O Wilson Center, como é conhecido, foi criado pelo Congresso dos EUA —e, até a semana passada, era o mais respeitado think thank de política exterior do país. O ataque ao centro de excelência é mais um episódio da investida trumpista para garrotear as instituições que produzem conhecimento, ou financiam a sua produção, ou promovem o debate livre de ideias —universidades, agências públicas de financiamento da ciência, além dos citados think thanks.

Não há dúvida alguma: o Trump do segundo mandato é muito mais radical do que o do primeiro; tem mais clareza sobre os inimigos que quer destruir; forjou instrumentos mais afiados e cevou novos apoios para fazê-lo. E, até agora, seus desígnios não tiveram de se haver com a resistência das instituições democráticas que poderiam freá-los.

A volta da extrema direita a Washington põe em dúvida teorias caras aos cientistas políticos. A primeira sustenta que a participação no jogo democrático tende a moderar partidos e líderes extremados. A segunda supõe que instituições políticas sólidas —e robustecidas com o passar do tempo— criam freios e contrapesos eficazes à ambição de poder dos governantes. Nada disso parece estar acontecendo nos EUA. Até agora, diria um otimista.

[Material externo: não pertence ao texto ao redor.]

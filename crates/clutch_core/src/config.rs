//! Rules configuration
//!
//! Every tunable number the engine reads lives here instead of being
//! scattered through the resolvers. Presets cover the common variations and
//! a profile can be picked from the environment.
//!
//! ## Usage
//!
//! ```rust
//! use clutch_core::config::RulesConfig;
//!
//! // Default rules
//! let config = RulesConfig::default();
//!
//! // Classic preset (losses pin at the 1, no second-half kickoff)
//! let classic = RulesConfig::classic();
//!
//! // From environment variable
//! let from_env = RulesConfig::from_env_or_default();
//! ```
//!
//! ## Environment Variables
//!
//! - `CLUTCH_RULES_PROFILE`: Select preset (default, classic, arcade)

use serde::{Deserialize, Serialize};
use std::env;
use std::fs;
use std::path::Path;

use crate::engine::penalty::{default_penalty_table, PenaltyRule};
use crate::error::ConfigurationError;

pub const PROFILE_ENV_VAR: &str = "CLUTCH_RULES_PROFILE";

/// Complete rules configuration
#[derive(Debug, Clone, PartialEq, Serialize, Deserialize, Default)]
#[serde(default)]
pub struct RulesConfig {
    /// Down, distance and field position rules
    pub drive: DriveRules,
    /// Game clock
    pub clock: ClockRules,
    /// Pre-snap and in-play flags
    pub penalty: PenaltyRules,
    /// Defensive call adjustments
    pub defense: DefenseRules,
    /// Punts, field goals, kickoffs and tries
    pub special_teams: SpecialTeamsRules,
}

impl RulesConfig {
    /// Classic preset - losses behind the goal line pin the ball at the 1 and
    /// the second half continues the first-half drive.
    pub fn classic() -> Self {
        Self {
            drive: DriveRules { safety_rule: SafetyRule::PinAtOne, ..DriveRules::default() },
            clock: ClockRules { second_half_kickoff: false, ..ClockRules::default() },
            ..Self::default()
        }
    }

    /// Arcade preset - more flags, longer returns
    pub fn arcade() -> Self {
        let base = PenaltyRules::default();
        Self {
            penalty: PenaltyRules {
                pre_snap_probability: 0.05,
                table: base
                    .table
                    .iter()
                    .map(|rule| rule.scaled(1.5))
                    .collect(),
                ..base
            },
            special_teams: SpecialTeamsRules {
                fair_catch_probability: 0.20,
                punt_return_mean: 12.0,
                kickoff_return_mean: 28.0,
                ..SpecialTeamsRules::default()
            },
            ..Self::default()
        }
    }

    /// Look a preset up by name.
    pub fn from_profile(name: &str) -> Result<Self, ConfigurationError> {
        match name.trim().to_lowercase().as_str() {
            "" | "default" => Ok(Self::default()),
            "classic" => Ok(Self::classic()),
            "arcade" => Ok(Self::arcade()),
            other => Err(ConfigurationError::UnknownProfile { name: other.to_string() }),
        }
    }

    /// Load from environment variable CLUTCH_RULES_PROFILE or use default
    pub fn from_env_or_default() -> Self {
        match env::var(PROFILE_ENV_VAR).unwrap_or_default().to_lowercase().as_str() {
            "classic" => Self::classic(),
            "arcade" => Self::arcade(),
            _ => Self::default(),
        }
    }

    /// Parse and validate a JSON rules file. Missing fields take defaults.
    pub fn from_json(json: &str) -> Result<Self, ConfigurationError> {
        let config: Self = serde_json::from_str(json)?;
        config.validate()?;
        Ok(config)
    }

    pub fn from_path(path: impl AsRef<Path>) -> Result<Self, ConfigurationError> {
        Self::from_json(&fs::read_to_string(path)?)
    }

    pub fn validate(&self) -> Result<(), ConfigurationError> {
        let d = &self.drive;
        ensure(d.first_down_distance > 0, "drive.first_down_distance", "must be positive")?;
        for (field, yl) in [
            ("drive.start_yard_line", d.start_yard_line),
            ("drive.post_touchdown_yard_line", d.post_touchdown_yard_line),
            ("drive.safety_restart_yard_line", d.safety_restart_yard_line),
            ("special_teams.punt_touchback_yard_line", self.special_teams.punt_touchback_yard_line),
            ("special_teams.kickoff_touchback_yard_line", self.special_teams.kickoff_touchback_yard_line),
            ("special_teams.kickoff_spot", self.special_teams.kickoff_spot),
            ("special_teams.fg_miss_min_yard_line", self.special_teams.fg_miss_min_yard_line),
        ] {
            ensure((1..=99).contains(&yl), field, "must be on the field (1..=99)")?;
        }

        ensure(self.clock.quarter_length > 0, "clock.quarter_length", "must be positive")?;
        ensure(self.clock.overtime_length > 0, "clock.overtime_length", "must be positive")?;

        let p = &self.penalty;
        probability(p.pre_snap_probability, "penalty.pre_snap_probability")?;
        for rule in &p.table {
            probability(rule.probability, "penalty.table.probability")?;
            if let Some(deep) = rule.deep_pass_probability {
                probability(deep, "penalty.table.deep_pass_probability")?;
            }
        }

        let def = &self.defense;
        ensure(def.yards_floor <= 0, "defense.yards_floor", "must not be positive")?;
        ensure(def.yards_cap >= 0, "defense.yards_cap", "must not be negative")?;

        let st = &self.special_teams;
        probability(st.fair_catch_probability, "special_teams.fair_catch_probability")?;
        probability(st.pat_probability, "special_teams.pat_probability")?;
        probability(st.two_point_probability, "special_teams.two_point_probability")?;
        for (field, sd) in [
            ("special_teams.punt_return_sd", st.punt_return_sd),
            ("special_teams.kickoff_return_sd", st.kickoff_return_sd),
        ] {
            ensure(sd.is_finite() && sd >= 0.0, field, "must be a non-negative number")?;
        }
        ensure(!st.fg_bands.is_empty(), "special_teams.fg_bands", "needs at least one band")?;
        for pair in st.fg_bands.windows(2) {
            ensure(
                pair[0].max_distance < pair[1].max_distance,
                "special_teams.fg_bands",
                "distances must increase",
            )?;
            ensure(
                pair[0].probability >= pair[1].probability,
                "special_teams.fg_bands",
                "probabilities must not increase with distance",
            )?;
        }
        for band in &st.fg_bands {
            probability(band.probability, "special_teams.fg_bands.probability")?;
        }
        probability(st.fg_long_probability, "special_teams.fg_long_probability")?;
        if let Some(last) = st.fg_bands.last() {
            ensure(
                st.fg_long_probability <= last.probability,
                "special_teams.fg_long_probability",
                "must not exceed the longest band's probability",
            )?;
        }
        ensure(st.fg_rating_slope.is_finite(), "special_teams.fg_rating_slope", "must be a finite number")?;

        Ok(())
    }
}

fn ensure(ok: bool, field: &'static str, reason: &str) -> Result<(), ConfigurationError> {
    if ok {
        Ok(())
    } else {
        Err(ConfigurationError::InvalidConfig { field, reason: reason.to_string() })
    }
}

fn probability(p: f64, field: &'static str) -> Result<(), ConfigurationError> {
    ensure((0.0..=1.0).contains(&p), field, &format!("{p} is not a probability"))
}

// ============================================================================
// Drive
// ============================================================================

/// What happens when a loss carries the ball behind the offense's goal line.
#[derive(Debug, Clone, Copy, PartialEq, Eq, Serialize, Deserialize)]
#[serde(rename_all = "snake_case")]
pub enum SafetyRule {
    /// Ball downed at or behind the goal line is a safety
    EndZone,
    /// Loss stops at the 1; no safeties from scrimmage
    PinAtOne,
}

#[derive(Debug, Clone, PartialEq, Serialize, Deserialize)]
#[serde(default)]
pub struct DriveRules {
    pub first_down_distance: u8,
    /// Opening possession spot
    pub start_yard_line: u8,
    /// Where the ball sits while a try is pending
    pub post_touchdown_yard_line: u8,
    /// New offense's spot after a safety
    pub safety_restart_yard_line: u8,
    pub safety_rule: SafetyRule,
}

impl Default for DriveRules {
    fn default() -> Self {
        Self {
            first_down_distance: 10,
            start_yard_line: 25,
            post_touchdown_yard_line: 25,
            safety_restart_yard_line: 35,
            safety_rule: SafetyRule::EndZone,
        }
    }
}

// ============================================================================
// Clock
// ============================================================================

/// Seconds off the clock per snap type.
#[derive(Debug, Clone, PartialEq, Serialize, Deserialize)]
#[serde(default)]
pub struct ClockRules {
    pub quarter_length: u32,
    pub play_runoff: u32,
    pub incomplete_runoff: u32,
    pub pre_snap_runoff: u32,
    pub penalty_runoff: u32,
    pub punt_runoff: u32,
    pub field_goal_runoff: u32,
    pub kickoff_runoff: u32,
    pub try_runoff: u32,
    /// Team that received the opening kick kicks off the 3rd quarter
    pub second_half_kickoff: bool,
    /// Play one extra period when tied after the 4th
    pub overtime: bool,
    pub overtime_length: u32,
}

impl Default for ClockRules {
    fn default() -> Self {
        Self {
            quarter_length: 900,
            play_runoff: 35,
            incomplete_runoff: 0,
            pre_snap_runoff: 0,
            penalty_runoff: 5,
            punt_runoff: 10,
            field_goal_runoff: 5,
            kickoff_runoff: 5,
            try_runoff: 0,
            second_half_kickoff: true,
            overtime: false,
            overtime_length: 600,
        }
    }
}

// ============================================================================
// Penalties
// ============================================================================

#[derive(Debug, Clone, PartialEq, Serialize, Deserialize)]
#[serde(default)]
pub struct PenaltyRules {
    pub enabled: bool,
    /// False start chance per scrimmage snap (0.0 - 1.0)
    pub pre_snap_probability: f64,
    pub false_start_yards: u8,
    /// Minimum yards for a spot foul
    pub spot_foul_floor: u8,
    /// Random bonus added to the floor, short passes
    pub spot_foul_bonus: u8,
    /// Random bonus added to the floor, deep passes
    pub deep_spot_foul_bonus: u8,
    /// Evaluated in order, first trigger wins
    pub table: Vec<PenaltyRule>,
}

impl Default for PenaltyRules {
    fn default() -> Self {
        Self {
            enabled: true,
            pre_snap_probability: 0.03,
            false_start_yards: 5,
            spot_foul_floor: 10,
            spot_foul_bonus: 20,
            deep_spot_foul_bonus: 25,
            table: default_penalty_table(),
        }
    }
}

// ============================================================================
// Defense
// ============================================================================

/// Yard adjustments applied to gains and sacks by the defensive call.
#[derive(Debug, Clone, PartialEq, Serialize, Deserialize)]
#[serde(default)]
pub struct DefenseRules {
    pub run_heavy_vs_run: i32,
    pub pass_heavy_vs_run: i32,
    pub blitz_vs_run: i32,
    pub zone_vs_pass: i32,
    pub man_vs_pass: i32,
    pub pass_heavy_vs_pass: i32,
    pub run_heavy_vs_pass: i32,
    pub blitz_vs_pass: i32,
    pub yards_floor: i32,
    pub yards_cap: i32,
}

impl Default for DefenseRules {
    fn default() -> Self {
        Self {
            run_heavy_vs_run: -2,
            pass_heavy_vs_run: 1,
            blitz_vs_run: -1,
            zone_vs_pass: -1,
            man_vs_pass: -1,
            pass_heavy_vs_pass: -1,
            run_heavy_vs_pass: 1,
            blitz_vs_pass: 1,
            yards_floor: -15,
            yards_cap: 99,
        }
    }
}

// ============================================================================
// Special teams
// ============================================================================

/// Field goal make probability for attempts up to `max_distance` yards.
#[derive(Debug, Clone, Copy, PartialEq, Serialize, Deserialize)]
pub struct FieldGoalBand {
    pub max_distance: u8,
    pub probability: f64,
}

#[derive(Debug, Clone, PartialEq, Serialize, Deserialize)]
#[serde(default)]
pub struct SpecialTeamsRules {
    pub punt_base: i32,
    pub punt_min_net: u8,
    pub punt_touchback_yard_line: u8,
    pub fair_catch_probability: f64,
    pub punt_return_mean: f64,
    pub punt_return_sd: f64,

    pub kickoff_spot: u8,
    pub kickoff_touchback_yard_line: u8,
    pub kickoff_return_mean: f64,
    pub kickoff_return_sd: f64,

    /// Added to the distance to the goal line (end zone + hold)
    pub fg_distance_offset: u8,
    /// Kick spot is this far behind the line of scrimmage
    pub fg_spot_offset: u8,
    pub fg_max_distance: u8,
    /// Non-increasing make probability by distance
    pub fg_bands: Vec<FieldGoalBand>,
    /// Used between the last band and `fg_max_distance`
    pub fg_long_probability: f64,
    /// Probability shift per rating point above 50
    pub fg_rating_slope: f64,
    pub fg_miss_min_yard_line: u8,

    pub pat_probability: f64,
    pub two_point_probability: f64,
}

impl Default for SpecialTeamsRules {
    fn default() -> Self {
        Self {
            punt_base: 40,
            punt_min_net: 25,
            punt_touchback_yard_line: 20,
            fair_catch_probability: 0.35,
            punt_return_mean: 8.0,
            punt_return_sd: 5.0,

            kickoff_spot: 35,
            kickoff_touchback_yard_line: 25,
            kickoff_return_mean: 22.0,
            kickoff_return_sd: 8.0,

            fg_distance_offset: 17,
            fg_spot_offset: 7,
            fg_max_distance: 70,
            fg_bands: vec![
                FieldGoalBand { max_distance: 30, probability: 0.95 },
                FieldGoalBand { max_distance: 40, probability: 0.90 },
                FieldGoalBand { max_distance: 50, probability: 0.85 },
                FieldGoalBand { max_distance: 57, probability: 0.65 },
                FieldGoalBand { max_distance: 63, probability: 0.35 },
            ],
            fg_long_probability: 0.15,
            fg_rating_slope: 0.002,
            fg_miss_min_yard_line: 20,

            pat_probability: 0.94,
            two_point_probability: 0.48,
        }
    }
}
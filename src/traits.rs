//! Traits for storage abstraction and external integrations

use async_trait::async_trait;
use bigdecimal::BigDecimal;
use chrono::NaiveDateTime;

use crate::types::*;

/// Read-only access to the accounting subsystem's transactions
///
/// Reconciliation never writes ledger transactions; it only needs to look
/// them up by id. Any backend (PostgreSQL, a service client, in-memory)
/// can sit behind this trait.
#[async_trait]
pub trait LedgerReader: Send + Sync {
    /// Get a ledger transaction by ID
    async fn get_ledger_transaction(&self, id: &str) -> ReconResult<Option<LedgerTransaction>>;
}

/// Storage abstraction for link records
#[async_trait]
pub trait LinkStore: Send + Sync {
    /// Persist a new link
    ///
    /// `bank_tx_amount` is the unsigned amount of the referenced bank
    /// transaction. Implementations must reject the insert, atomically with
    /// the capacity read, when the new link would push the sum of absolute
    /// allocated amounts over it. SQL backends do this inside a serializable
    /// transaction; the rejection surfaces as a validation error.
    async fn insert_link(&mut self, link: &Link, bank_tx_amount: &BigDecimal) -> ReconResult<()>;

    /// Delete a link by ID, returning whether one existed
    async fn delete_link(&mut self, link_id: &str) -> ReconResult<bool>;

    /// Get all links for a ledger transaction, most recent bank settlement first
    async fn links_for_ledger_tx(&self, ledger_tx_id: &str) -> ReconResult<Vec<Link>>;

    /// Get all links drawing from a bank transaction
    async fn links_for_bank_tx(&self, external_id: &str) -> ReconResult<Vec<Link>>;

    /// Get all links drawing from any of the given bank transactions in one query
    async fn links_for_bank_txs(&self, external_ids: &[String]) -> ReconResult<Vec<Link>>;

    /// Distinct IDs of ledger transactions that have at least one link
    async fn linked_ledger_tx_ids(&self) -> ReconResult<Vec<String>>;
}

/// Storage abstraction for the local bank feed cache
///
/// Holds the cached copy of the upstream feed plus the watermark of the
/// last successful sync.
#[async_trait]
pub trait BankFeedStore: Send + Sync {
    /// Insert or replace a cached bank transaction by its external ID
    async fn upsert_bank_tx(&mut self, tx: &BankTransaction) -> ReconResult<()>;

    /// Get a cached bank transaction by its external ID
    async fn get_bank_tx(&self, external_id: &str) -> ReconResult<Option<BankTransaction>>;

    /// List cached bank transactions matching a filter, settled most recent first
    async fn cached_bank_txs(&self, filter: &BankTxFilter) -> ReconResult<Vec<BankTransaction>>;

    /// When the last successful sync completed, if any
    async fn last_sync(&self) -> ReconResult<Option<NaiveDateTime>>;

    /// Record the completion time of a successful sync
    async fn set_last_sync(&mut self, at: NaiveDateTime) -> ReconResult<()>;
}

/// Connection to the external bank feed
///
/// Implementations wrap whatever API the bank exposes. They are expected to
/// enforce their own request timeouts; the engine retries a bounded number
/// of times but never waits on a hung call.
#[async_trait]
pub trait BankFeedClient: Send + Sync {
    /// Fetch transactions from the upstream feed
    ///
    /// `since` is an incremental hint: implementations may return only
    /// transactions at or after it, or any superset. The cache deduplicates
    /// by external ID either way.
    async fn fetch_transactions(
        &mut self,
        since: Option<NaiveDateTime>,
    ) -> ReconResult<Vec<BankTransaction>>;

    /// Check that the upstream feed is reachable
    async fn test_connection(&self) -> ReconResult<()>;
}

São poucos os casos de populistas de extrema direita bem-sucedidos a ponto de se reeleger ou voltar ao governo em pouco tempo. Assim, são escassos os casos que permitam aceitar ou rejeitar aquelas teorias. Por via das dúvidas, é melhor tentar evitar que o retorno ocorra. Para tanto, levem-se a sério tanto as propostas extremistas como a intenção dos proponentes de cumpri-las.

No Brasil, as instituições democráticas formaram barreira eficaz aos intentos golpistas de Jair Bolsonaro. Mas convém não apostar só nelas. Isolar politicamente o ex-capitão é medida necessária —e urgente— nesta quadra que antecede seu julgamento por crimes contra o Estado de Direito e quando, segundo Datafolha, 52% dos brasileiros acham que deveria ser preso por cometê-los.

Eis porque chega a assustar que no último domingo (6), na avenida Paulista, todos os pré-candidatos da direita tenham decidido, pouco importa se por convicção ou cálculo eleitoral, curvar-se à liderança de quem tem Trump como ídolo e o autoritarismo como propósito.